Advancing Force Field Accuracy: The Essential Role of Bond Length in Vapor–Liquid Equilibria Simulations for n-Alkanes and Ethers

A new series of united atom force fields named optimized potentials for phase equilibria simulation (OPPES) are presented. Many classical force fields have been proposed for predicting various physicochemical properties. The OPPES aims to improve the accuracy of direct-phase equilibrium simulations, particularly for vapor–liquid equilibria. The main feature of OPPES is the use of a new bond length of carbon pseudo-atoms involving methyl groups, which differs from the typical value of 1.54 Å in previous united atom force fields. Some of the bonded interaction constants for CH₂, CH₃ pseudo-atoms, and ether oxygen were determined using the density functional theory calculations, while others were taken from the TraPPE-UA, NERD, OPLS-UA, and AMBER models.
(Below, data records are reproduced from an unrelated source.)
#[cfg(test)]
mod tests {
    use super::*;
    use crate::loader::MemoryLoader;
    use crate::workspace::WorkspaceConfig;
    use pretty_assertions::assert_eq;
    use std::sync::Arc;
    use ts_runner::{synthetic_file_name, EngineDiagnostic, RecordingEngine};
    use vue_diagnostics::DiagnosticOptions;

    const PARENT: &str = "<script lang=\"ts\">\n@Component\nexport default class A extends Vue {\n  x: string = ''\n}\n</script>\n";

    const CHILD: &str = r#"<template>
  <div>
    <p>{{ x }} {{ y }}</p>
    <Card title="t" />
    <missing-thing />
  </div>
</template>
<script lang="ts">
import A from './A.vue'
import Card from './Card.vue'
@Component({ components: { Card } })
export default class B extends A {
  y = 2
}
</script>
"#;

    const CARD: &str = "<script lang=\"ts\">\n@Component\nexport default class Card extends Vue {\n  @Prop(String) title!: string\n  @Prop({ type: Number }) size!: number\n  open = false\n}\n</script>\n";

    fn workspace() -> Workspace<RecordingEngine, MemoryLoader> {
        let loader = MemoryLoader::with_files([("/w/A.vue", PARENT), ("/w/Card.vue", CARD)]);
        let mut config = WorkspaceConfig::new("/w");
        config.diagnostics = DiagnosticOptions {
            check_unknown_components: true,
            known_components: Vec::new(),
        };
        let ws = Workspace::new(config, Arc::new(loader), Arc::new(RecordingEngine::new()));
        ws.did_open(Utf8Path::new("/w/B.vue"), CHILD, 1);
        ws
    }

    fn child() -> &'static Utf8Path {
        Utf8Path::new("/w/B.vue")
    }

    fn offset_of(needle: &str, delta: u32) -> u32 {
        CHILD.find(needle).unwrap() as u32 + delta
    }

    #[tokio::test]
    async fn test_hover_round_trip() {
        let ws = workspace();
        let x = offset_of("{{ x }}", 3);
        let hover = ws.hover(child(), x).await.unwrap().unwrap();
        assert_eq!(hover.text, "x");
        assert_eq!(hover.span, Span::new(x, x + 1));
    }

    #[tokio::test]
    async fn test_hover_on_markup_is_none() {
        let ws = workspace();
        let tag = offset_of("<p>", 1);
        assert_eq!(ws.hover(child(), tag).await.unwrap(), None);
    }

    #[tokio::test]
    async fn test_definition_of_inherited_member() {
        let ws = workspace();
        let x = offset_of("{{ x }}", 3);
        let locations = ws.definition(child(), x).await.unwrap();
        // The engine answers inside the generated destructuring first; that
        // is unmapped, so the declaring ancestor is used.
        assert_eq!(locations.len(), 1);
        assert_eq!(locations[0].file, Utf8PathBuf::from("/w/A.vue"));
        let declared = PARENT.find("x: string").unwrap() as u32;
        assert_eq!(locations[0].span, Span::new(declared, declared + 1));
    }

    #[tokio::test]
    async fn test_tag_definition_and_attribute_completion() {
        let ws = workspace();
        let tag = offset_of("<Card", 2);
        let locations = ws.definition(child(), tag).await.unwrap();
        assert_eq!(locations[0].file, Utf8PathBuf::from("/w/Card.vue"));
        let class = CARD.find("Card extends").unwrap() as u32;
        assert_eq!(locations[0].span, Span::new(class, class + 4));

        let attribute = offset_of("<Card ", 6);
        let labels: Vec<_> = ws
            .completion(child(), attribute)
            .await
            .unwrap()
            .into_iter()
            .map(|c| (c.label, c.detail))
            .collect();
        assert_eq!(
            labels,
            vec![
                ("title".to_string(), Some("string".to_string())),
                ("size".to_string(), Some("number".to_string())),
            ]
        );
    }

    const BOUND: &str = r#"<template>
  <Card :show="open > 1" :title="userName" />
</template>
<script lang="ts">
import Card from './Card.vue'
@Component({ components: { Card } })
export default class U extends Vue {
  userName = ''
  open = 0
}
</script>
"#;

    async fn labels_at(ws: &Workspace<RecordingEngine, MemoryLoader>, offset: u32) -> Vec<String> {
        ws.completion(Utf8Path::new("/w/U.vue"), offset)
            .await
            .unwrap()
            .into_iter()
            .map(|c| c.label)
            .collect()
    }

    #[tokio::test]
    async fn test_completion_inside_component_binding_uses_engine() {
        let ws = workspace();
        ws.did_open(Utf8Path::new("/w/U.vue"), BOUND, 1);

        let inside_value = BOUND.find("userName\"").unwrap() as u32 + 4;
        let labels = labels_at(&ws, inside_value).await;
        assert!(labels.contains(&"userName".to_string()));
        assert!(ws
            .engine()
            .calls()
            .iter()
            .any(|c| matches!(c, ts_runner::EngineCall::Completions { .. })));

        // A `>` inside an earlier value does not end the start tag.
        let attribute = BOUND.find(":title").unwrap() as u32;
        assert_eq!(labels_at(&ws, attribute).await, vec!["title", "size"]);
    }

    #[tokio::test]
    async fn test_completion_hides_generated_names() {
        let ws = workspace();
        let y = offset_of("{{ y }}", 4);
        let labels: Vec<_> = ws
            .completion(child(), y)
            .await
            .unwrap()
            .into_iter()
            .map(|c| c.label)
            .collect();
        assert!(labels.contains(&"y".to_string()));
        assert!(!labels.iter().any(|l| l.starts_with("__vc") || l.starts_with("__Vc")));
    }

    #[tokio::test]
    async fn test_diagnostics_merge_and_filter() {
        let ws = workspace();
        let id = FileId::new("/w/B.vue");
        let (file, composition) = ws.sync(&id).await.unwrap();
        let y = offset_of("{{ y }}", 3);
        let mapped = composition.document.map.to_synthetic(y).unwrap();
        let generated = composition.document.text.find("__VcInherited").unwrap() as u32;
        ws.engine().set_diagnostics(
            &file,
            vec![
                EngineDiagnostic {
                    message: "mapped".into(),
                    code: 2322,
                    severity: TsSeverity::Error,
                    span: Span::new(mapped, mapped + 1),
                },
                EngineDiagnostic {
                    message: "generated".into(),
                    code: 2304,
                    severity: TsSeverity::Error,
                    span: Span::new(generated, generated + 4),
                },
            ],
        );

        let diagnostics = ws.diagnostics(child()).await.unwrap();
        let summary: Vec<_> = diagnostics
            .iter()
            .map(|d| (d.message.as_str(), d.code.to_string()))
            .collect();
        assert_eq!(
            summary,
            vec![
                ("mapped", "TS2322".to_string()),
                ("Unknown component: <missing-thing>", "unknown-component".to_string()),
            ]
        );
        assert_eq!(diagnostics[0].span, Span::new(y, y + 1));
    }

    #[tokio::test]
    async fn test_diagnostic_starting_in_generated_prefix_is_kept() {
        let source = "<template>\n  <p>{{ $refs.box }}</p>\n</template>\n<script lang=\"ts\">\n@Component\nexport default class R extends Vue {}\n</script>\n";
        let ws = workspace();
        let path = Utf8Path::new("/w/R.vue");
        ws.did_open(path, source, 1);
        let (file, composition) = ws.sync(&FileId::from_path(path)).await.unwrap();
        let access = composition.document.text.find("this.$refs.box").unwrap() as u32;
        ws.engine().set_diagnostics(
            &file,
            vec![EngineDiagnostic {
                message: "Property 'box' does not exist".into(),
                code: 2339,
                severity: TsSeverity::Error,
                span: Span::new(access, access + "this.$refs.box".len() as u32),
            }],
        );

        let diagnostics = ws.diagnostics(path).await.unwrap();
        assert_eq!(diagnostics.len(), 1);
        let refs = source.find("$refs.box").unwrap() as u32;
        assert_eq!(diagnostics[0].span, Span::new(refs, refs + "$refs.box".len() as u32));
        assert_eq!(diagnostics[0].code, DiagnosticCode::TypeCheck(2339));
    }

    #[tokio::test]
    async fn test_semantic_tokens_include_component_tags() {
        let ws = workspace();
        let tokens = ws.semantic_tokens(child()).await.unwrap();
        let card = offset_of("<Card", 1);
        assert!(tokens
            .iter()
            .any(|t| t.kind == COMPONENT_TOKEN && t.span == Span::new(card, card + 4)));
        // Engine tokens only survive where they land on source words.
        assert!(tokens
            .iter()
            .filter(|t| t.kind != COMPONENT_TOKEN)
            .all(|t| CHILD[t.span.to_range()]
                .chars()
                .all(|c| c.is_ascii_alphanumeric() || c == '_' || c == '$')));
        assert!(tokens.windows(2).all(|w| w[0].span.start <= w[1].span.start));
    }

    #[test]
    fn test_original_id() {
        assert_eq!(original_id(&synthetic_file_name("/w/B.vue")), FileId::new("/w/B.vue"));
        assert_eq!(original_id("/w/util.ts"), FileId::new("/w/util.ts"));
        assert_eq!(original_id("/w/types.d.ts"), FileId::new("/w/types.d.ts"));
    }

    #[test]
    fn test_word_at() {
        assert_eq!(word_at("{{ count + 1 }}", 5), Some("count"));
        assert_eq!(word_at("{{ count + 1 }}", 3), Some("count"));
        assert_eq!(word_at("{{ count + 1 }}", 8), Some("count"));
        assert_eq!(word_at("a + b", 2), None);
    }

    #[test]
    fn test_cursor_at_end_of_span() {
        let mut map = OffsetMap::new();
        map.push(10, 100, 3);
        assert_eq!(cursor_to_synthetic(&map, 101), Some(11));
        assert_eq!(cursor_to_synthetic(&map, 103), Some(13));
        assert_eq!(cursor_to_synthetic(&map, 105), None);
    }
}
The interatomic parameters of united atom potentials for linear alkanes and ethers were optimized by fitting to the selected properties such as vapor pressure and saturated liquid density, followed by a Gibbs ensemble Monte Carlo simulation to evaluate the performance of the newly determined potential parameters. The simulation results were compared to those obtained using the TraPPE-UA model, currently the best united atom force field for phase equilibria simulation. The OPPES model showed significant improvements for ethers while providing accurate phase equilibria description for short-chain n-alkanes comparable to the TraPPE-UA model.